Association of Primary and Specialty Care Integration on Physician Communication and Cancer Screening in Safety-Net Clinics
Published in: Preventing Chronic Disease, Volume 17 (October 2020). doi: 10.5888/pcd17.200025
Posted on RAND.org on February 12, 2021
Primary care providers who lack reliable referral relationships with specialists may be less likely than those who do have such relationships to conduct cancer screenings. Community health centers (CHCs), which provide primary care to disadvantaged populations, have historically reported difficulty accessing specialty care for their patients. This study aimed to describe strategies CHCs use to integrate care with specialists and examine whether more strongly integrated CHCs have higher rates of screening for colorectal and cervical cancers and report better communication with specialists.
Using a 2017 survey of CHCs in 12 states and the District of Columbia and administrative data, we estimated the association between a composite measure of CHC/specialist integration and 1) colorectal and cervical cancer screening rates, and 2) 4 measures of CHC/specialist communication using multivariate regression models.
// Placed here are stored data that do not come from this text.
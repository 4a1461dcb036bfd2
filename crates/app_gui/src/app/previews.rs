//! Texture-backed preview store. Dropping a `TextureHandle` frees the texture, so
//! releasing a preview means removing it from the map.

use anyhow::{Context, Result};
use eframe::egui;
use skin_core::{PreviewId, PreviewStore, UploadedImage};
use std::collections::HashMap;

const PREVIEW_SIZE: u32 = 640;

pub struct TexturePreviews {
    ctx: egui::Context,
    textures: HashMap<PreviewId, egui::TextureHandle>,
}

impl TexturePreviews {
    pub fn new(ctx: egui::Context) -> Self {
        Self {
            ctx,
            textures: HashMap::new(),
        }
    }

    pub fn texture(&self, id: PreviewId) -> Option<&egui::TextureHandle> {
        self.textures.get(&id)
    }
}

impl PreviewStore for TexturePreviews {
    fn acquire(&mut self, id: PreviewId, image: &UploadedImage) {
        match decode_preview(image) {
            Ok(color) => {
                let tex = self
                    .ctx
                    .load_texture(id.to_string(), color, egui::TextureOptions::LINEAR);
                self.textures.insert(id, tex);
            }
            Err(e) => {
                tracing::warn!("Failed to build preview for {}: {e:#}", image.name);
            }
        }
    }

    fn release(&mut self, id: PreviewId) {
        if self.textures.remove(&id).is_none() {
            tracing::debug!("{id} had no texture to release");
        }
    }
}

/// Decode and, when larger, shrink to fit a `PREVIEW_SIZE` square keeping the
/// aspect ratio.
fn decode_preview(image: &UploadedImage) -> Result<egui::ColorImage> {
    let img = image::load_from_memory(&image.bytes)
        .with_context(|| format!("tidak dapat membuka gambar: {}", image.name))?;
    let img = if img.width() > PREVIEW_SIZE || img.height() > PREVIEW_SIZE {
        img.thumbnail(PREVIEW_SIZE, PREVIEW_SIZE)
    } else {
        img
    };
    let thumb = img.to_rgba8();
    let (w, h) = thumb.dimensions();
    let size = [w as usize, h as usize];
    let pixels = thumb.into_raw();
    Ok(egui::ColorImage::from_rgba_unmultiplied(size, &pixels))
}

#[cfg(test)]
mod tests {
    use super::*;
    use rstest::rstest;
    use skin_core::CandidateFile;
    use skin_core::upload::validate;
    use std::io::Cursor;

    fn png(width: u32, height: u32) -> Vec<u8> {
        let mut buf = Vec::new();
        image::RgbaImage::new(width, height)
            .write_to(&mut Cursor::new(&mut buf), image::ImageFormat::Png)
            .unwrap();
        buf
    }

    fn uploaded(bytes: Vec<u8>) -> UploadedImage {
        validate(
            CandidateFile::new("wajah.png", "image/png", bytes),
            PreviewId::new(1),
        )
        .unwrap()
    }

    #[rstest]
    #[case(4, 2, [4, 2])]
    #[case(1280, 640, [640, 320])]
    #[case(300, 1200, [160, 640])]
    fn preview_fits_inside_square(
        #[case] width: u32,
        #[case] height: u32,
        #[case] expected: [usize; 2],
    ) {
        let color = decode_preview(&uploaded(png(width, height))).unwrap();
        assert_eq!(color.size, expected);
    }

    #[test]
    fn undecodable_bytes_are_an_error() {
        assert!(decode_preview(&uploaded(vec![0u8; 32])).is_err());
    }

    #[test]
    fn release_drops_the_texture() {
        let ctx = egui::Context::default();
        let mut store = TexturePreviews::new(ctx);
        let image = uploaded(png(8, 8));
        store.acquire(image.preview, &image);
        assert!(store.texture(image.preview).is_some());
        store.release(image.preview);
        assert!(store.texture(image.preview).is_none());
    }
}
Integration strategies commonly reported by CHCs included having specialists deliver care on-site (80%) and establishing referral agreements with specialists (70%). CHCs that were most integrated with specialists had 5.6 and 6.8 percentage-point higher colorectal and cervical cancer screening rates, respectively, than the least integrated CHCs (P < .05). They also had significantly higher rates of knowing that specialist visits happened (67% vs 42%), knowing visit outcomes (65% vs 42%), receiving information after visits (47% vs 21%), and timely receipt of information (44% vs 27%).
CHCs use various strategies to integrate primary and specialty care. Efforts to promote CHC/specialist integration may help increase rates of cancer screening.